Inventarnummer: T4011
Datierung: um 1815
Material/Technik: Obermaterial: Seide, blaugrün; Leinwandbindung; Futter: Baumwolle, weiß; Wattierung; Schnurpaspel; Zierknöpfe: wie Obergewebe
Maße: VL 34 cm, RL 37 cm
Sammlung: Textilien und Schmuck
Beschriftung:
Kurze, auf Figur gearbeitete Überjäckchen waren um die Jahrhundertwende als wärmende und zugleich schmückende Zutat zum Chemisenkleid aus weißem Mousselin oder Gaze aufgekommen. Als Spenzer oder mit dem französischen Namen Canezou bezeichnet, wurden sie getragen, bis die hellen durchsichtigen Baumwollstoffe nach 1820 allmählich von den farbigen Seiden und gemusterten Baumwolldrucken des Biedermeier abgelöst wurden. Mit seinen Vorbildern des 16. Jahrhunderts nachempfundenen, über engen langen Ärmeln angebrachten Schulterpuffen folgt das Jäckchen einem im Umfeld von Befreiungskriegen und Wiener Kongress "altdeutsch" orientierten Zeitstil, der für Frauen und Männer in der Erfingung deutscher Nationaltrachten gipfelte.
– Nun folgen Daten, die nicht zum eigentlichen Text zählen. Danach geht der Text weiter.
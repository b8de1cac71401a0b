//! Split mixed Russian/English text into contiguous language-tagged runs.

use beseda_core::types::{LanguageTag, Run};

/// Segment text into ordered runs of one language each.
///
/// The input is cleaned first: parenthesized asides (pronunciation and
/// transliteration hints) are dropped, whitespace runs collapse to single
/// spaces, and the ends are trimmed. Concatenating the returned runs' text
/// reproduces the cleaned input exactly. Empty or whitespace-only input
/// yields no runs.
///
/// Classification is per whitespace-delimited token: any Cyrillic letter
/// makes the whole token Russian. Mixed-script tokens are not sub-split.
pub fn segment(text: &str) -> Vec<Run> {
    let cleaned = collapse_whitespace(&strip_parentheticals(text));
    if cleaned.is_empty() {
        return Vec::new();
    }

    let mut runs: Vec<Run> = Vec::new();
    for word in cleaned.split(' ') {
        let language = classify(word);
        match runs.last_mut() {
            Some(run) if run.language == language => {
                run.text.push(' ');
                run.text.push_str(word);
            }
            _ => {
                // The separating space binds to the run it introduces, so a
                // language change opens the new run at that space.
                let mut text = String::new();
                if !runs.is_empty() {
                    text.push(' ');
                }
                text.push_str(word);
                runs.push(Run::new(language, text));
            }
        }
    }

    runs
}

/// Classify a single token: Russian if it contains any Cyrillic letter.
fn classify(token: &str) -> LanguageTag {
    if token.chars().any(is_cyrillic_letter) {
        LanguageTag::Russian
    } else {
        LanguageTag::English
    }
}

/// Cyrillic letter check. Ё/ё sit outside the two contiguous а-я/А-Я ranges
/// and are matched explicitly.
fn is_cyrillic_letter(c: char) -> bool {
    matches!(c, 'а'..='я' | 'А'..='Я' | 'ё' | 'Ё')
}

/// Drop parenthesized asides, including nested ones.
fn strip_parentheticals(text: &str) -> String {
    let mut out = String::with_capacity(text.len());
    let mut depth: usize = 0;
    for c in text.chars() {
        match c {
            '(' => depth += 1,
            ')' => depth = depth.saturating_sub(1),
            _ if depth == 0 => out.push(c),
            _ => {}
        }
    }
    out
}

/// Collapse whitespace runs to single spaces and trim both ends.
fn collapse_whitespace(text: &str) -> String {
    let mut out = String::with_capacity(text.len());
    let mut pending_space = false;
    for c in text.chars() {
        if c.is_whitespace() {
            pending_space = !out.is_empty();
        } else {
            if pending_space {
                out.push(' ');
                pending_space = false;
            }
            out.push(c);
        }
    }
    out
}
Wenngleich diese nur wenig Durchsetzungskraft zeigten, erfreuten sich historisierende Elemente wie Schulterpuffen, hohe Taillen und Rüschenkrägen bei den Frauen, bei den Männern der altdeutsche Rock und Barett, in diesen Jahren auch bei der modischen Kleidung großer Beliebtheit.
Literatur:
Jutta Zander-Seidel: Kleiderwechsel. Frauen-, Männer- und Kinderkleidung des 18. bis 20. Jahrhunderts (Die Schausammlungen des Germanischen Nationalmuseums, Bd. 1). Nürnberg 2002, S. 63--64, Abb. 56.